The alkylating agent isothiocyanatobenzyl imidazoline (IBI) was synthesized to investigate the unique receptor interacting properties of imidazolines. On the isolated rabbit iris sphincter, IBI produced concentration-dependent responses with an EC50 of 18 mumol/1, and at the highest concentration tested the maximum contraction of the tissue was 50% of the carbachol maximum. At equiactive concentrations with the similar washing procedure, the total duration of responses to IBI and carbachol was 24 and 3 min, respectively.
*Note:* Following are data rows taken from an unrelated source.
//! Tool for fetching stock price data from Yahoo Finance

use chat_core::Result as AgentResult;
use chat_tools::Tool;
use async_trait::async_trait;
use chrono::{DateTime, Utc};
use serde::Deserialize;
use serde_json::{Value, json};
use yahoo_finance_api as yahoo;

use crate::error::{ChatError, Result};

/// Tool for fetching current and recent stock price data
pub struct StockDataTool;

#[derive(Debug, Deserialize)]
struct StockDataParams {
    symbol: String,
    #[serde(default = "default_range")]
    range: String,
}

fn default_range() -> String {
    "1d".to_string()
}

impl StockDataTool {
    /// Create a new stock data tool
    pub fn new() -> Self {
        Self
    }

    /// Fetch the latest quote plus a summary over the requested range
    async fn fetch(&self, params: StockDataParams) -> Result<Value> {
        let symbol = params.symbol.to_uppercase();

        let provider = yahoo::YahooConnector::new()
            .map_err(|e| ChatError::DataError(e.to_string()))?;

        let response = provider
            .get_latest_quotes(&symbol, &params.range)
            .await
            .map_err(|e| ChatError::DataError(format!("{symbol}: {e}")))?;

        let quotes = response
            .quotes()
            .map_err(|e| ChatError::DataError(format!("{symbol}: {e}")))?;

        let latest = response
            .last_quote()
            .map_err(|e| ChatError::DataError(format!("{symbol}: {e}")))?;

        let timestamp = DateTime::from_timestamp(latest.timestamp as i64, 0)
            .unwrap_or_else(Utc::now);

        let mut result = json!({
            "symbol": symbol,
            "current_quote": {
                "timestamp": timestamp.to_rfc3339(),
                "open": latest.open,
                "high": latest.high,
                "low": latest.low,
                "close": latest.close,
                "volume": latest.volume,
                "adjusted_close": latest.adjclose,
                "change_percent": change_percent(latest.open, latest.close),
            }
        });

        // Range summary gives the model context beyond a single candle
        if quotes.len() > 1 {
            result["range_summary"] = json!({
                "range": params.range,
                "data_points": quotes.len(),
                "high": quotes.iter().map(|q| q.high).fold(f64::MIN, f64::max),
                "low": quotes.iter().map(|q| q.low).fold(f64::MAX, f64::min),
                "average_volume": quotes.iter().map(|q| q.volume).sum::<u64>() / quotes.len() as u64,
            });
        }

        Ok(result)
    }
}

impl Default for StockDataTool {
    fn default() -> Self {
        Self::new()
    }
}

fn change_percent(open: f64, close: f64) -> f64 {
    if open == 0.0 {
        0.0
    } else {
        (close - open) / open * 100.0
    }
}

#[async_trait]
impl Tool for StockDataTool {
    async fn execute(&self, params: Value) -> AgentResult<Value> {
        let params: StockDataParams = serde_json::from_value(params).map_err(|e| {
            chat_core::Error::ProcessingFailed(format!("Invalid parameters: {e}"))
        })?;

        self.fetch(params)
            .await
            .map_err(|e| chat_core::Error::ProcessingFailed(e.to_string()))
    }

    fn name(&self) -> &str {
        "stock_data"
    }

    fn description(&self) -> &str {
        "Fetch current stock price data for a given symbol. Returns the \
         latest quote (open, high, low, close, volume) and a summary over \
         the requested range."
    }

    fn input_schema(&self) -> Value {
        json!({
            "type": "object",
            "properties": {
                "symbol": {
                    "type": "string",
                    "description": "Stock ticker symbol (e.g., 'AAPL', 'TSLA')"
                },
                "range": {
                    "type": "string",
                    "description": "Time range for the quote data",
                    "enum": ["1d", "5d", "1mo", "3mo", "6mo", "1y"],
                    "default": "1d"
                }
            },
            "required": ["symbol"]
        })
    }
}

#[cfg(test)]
mod tests {
    use super::*;

    #[test]
    fn test_tool_metadata() {
        let tool = StockDataTool::new();

        assert_eq!(tool.name(), "stock_data");
        assert!(!tool.description().is_empty());

        let schema = tool.input_schema();
        assert_eq!(schema["type"], "object");
        assert!(schema["properties"]["symbol"].is_object());
    }

    #[test]
    fn test_params_default_range() {
        let params: StockDataParams =
            serde_json::from_value(json!({"symbol": "aapl"})).expect("valid params");
        assert_eq!(params.symbol, "aapl");
        assert_eq!(params.range, "1d");
    }

    #[test]
    fn test_params_reject_missing_symbol() {
        let result: std::result::Result<StockDataParams, _> =
            serde_json::from_value(json!({"range": "1d"}));
        assert!(result.is_err());
    }

    #[test]
    fn test_change_percent() {
        assert!((change_percent(100.0, 110.0) - 10.0).abs() < f64::EPSILON);
        assert!((change_percent(0.0, 110.0)).abs() < f64::EPSILON);
    }
}
//! Metadata stripping
//!
//! Removes framework-internal `key=value` artifacts, serialized message
//! lists, tool-call tags, and fixed boilerplate blocks from raw agent
//! output. All patterns run on the non-backtracking `regex` engine and are
//! bounded to a line (or to the first closing delimiter), so pathological
//! input cannot trigger unbounded scans.

use regex::Regex;
use std::sync::LazyLock;

/// `key=value` artifacts removed up to (but excluding) the next newline
static LINE_ARTIFACTS: LazyLock<Vec<Regex>> = LazyLock::new(|| {
    [
        r"content_type=[^\n]*",
        r"event=[^\n]*",
        r"metrics=[^\n]*",
        r"run_id=[^\n]*",
        r"agent_id=[^\n]*",
        r"model=[^\n]*",
        r"created_at=[^\n]*",
        r"tool_call_id=[^\n]*",
        r"tool_name=[^\n]*",
        r"tool_args=[^\n]*",
    ]
    .iter()
    .map(|p| Regex::new(p).expect("valid artifact pattern"))
    .collect()
});

/// Serialized message lists spanning to the first closing bracket
static MESSAGES_BLOCK: LazyLock<Regex> =
    LazyLock::new(|| Regex::new(r"(?s)messages=\[.*?\]").expect("valid pattern"));

/// Inline tool-call tags
static TOOL_CALL_TAG: LazyLock<Regex> =
    LazyLock::new(|| Regex::new(r"<tool_call[^>]*>").expect("valid pattern"));

/// Team-leader system preamble, removed up to the next blank line
static TEAM_PREAMBLE: LazyLock<Regex> = LazyLock::new(|| {
    Regex::new(r"(?s)## You are the leader of a team.*?(\n\n|\z)").expect("valid pattern")
});

/// Team-roster listing, removed up to the next blank line
static TEAM_ROSTER: LazyLock<Regex> = LazyLock::new(|| {
    Regex::new(r"(?s)Agents in your team:.*?(\n\n|\z)").expect("valid pattern")
});

/// Upstream retry chatter
static RETRY_ISSUE: LazyLock<Regex> = LazyLock::new(|| {
    Regex::new(r"(?s)It seems there was an issue.*?try again:").expect("valid pattern")
});
static RETRY_AGAIN: LazyLock<Regex> =
    LazyLock::new(|| Regex::new(r"Let me try again[^\n]*:").expect("valid pattern"));

/// Runs of three or more newlines (possibly with interior whitespace)
static EXCESS_NEWLINES: LazyLock<Regex> =
    LazyLock::new(|| Regex::new(r"\n\s*\n\s*\n").expect("valid pattern"));

/// Strip framework-internal artifacts from raw agent output
///
/// Removal of a `key=value` fragment leaves the newline boundary behind it
/// intact; runs of blank lines produced by removals are collapsed at the
/// end.
pub fn strip_metadata(text: &str) -> String {
    if text.is_empty() {
        return String::new();
    }

    let mut out = text.to_string();

    // Serialized message lists first so their contents cannot shadow the
    // line-scoped patterns below
    out = MESSAGES_BLOCK.replace_all(&out, "").into_owned();

    for re in LINE_ARTIFACTS.iter() {
        out = re.replace_all(&out, "").into_owned();
    }

    // Boilerplate blocks; the trailing blank line (when present) survives
    out = TEAM_PREAMBLE.replace_all(&out, "$1").into_owned();
    out = TEAM_ROSTER.replace_all(&out, "$1").into_owned();

    out = TOOL_CALL_TAG.replace_all(&out, "").into_owned();
    out = RETRY_ISSUE.replace_all(&out, "").into_owned();
    out = RETRY_AGAIN.replace_all(&out, "").into_owned();

    // Literal "\n" sequences come through when upstream double-escapes
    out = out.replace("\\n", "\n");
    out = EXCESS_NEWLINES.replace_all(&out, "\n\n").into_owned();

    out.trim().to_string()
}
After repeated washing, the sphineter relaxes to the control baseline of tone but, after reexposure to IBI for 6 h, failed to contract, indicating that desensitization or irreversible block has developed. Unlike with carbachol, the sphincter contraction to IBI was not affected by atropine 1 mumol/1, indomethacin 1 mumol/1, verapamil 10 mumol/1, or nifedipine 10 mumol/1. At a higher concentration of nifedipine and papaverine 100 mumol/1, the response to IBI was blocked. Furthermore, the contractile response to IBI was abolished by Ca++ removal from the medium. Under similar conditions, 26 +/- 8% of the maximum response to carbachol was preserved. Thus influx of extracellular as well as rise in intracellular Ca++ appears vital for the contractile response to IBI. IBI did not contract the iris dilator, but shifted the concentration-response curve to the alpha-adrenoceptor activator, phenylephrine, to the right with a reduction in the maximum response. The tissue failed to regain the sensitivity to phenylephrine after 6 h of repeated washing. Phentolamine and nifedipine provided a small but significant protection of the response to phenylephrine against the irreversible block by IBI. Based on chemical and pharmacological properties of IBI, it is concluded that the molecule acts in the rabbit as an irreversible agonist on unidentified receptors of the iris sphineter and an irreversible antagonist of multiple receptors on the iris dilator. These molecular properties of IBI are clearly different from that of the parent imidazoline molecule tolazoline.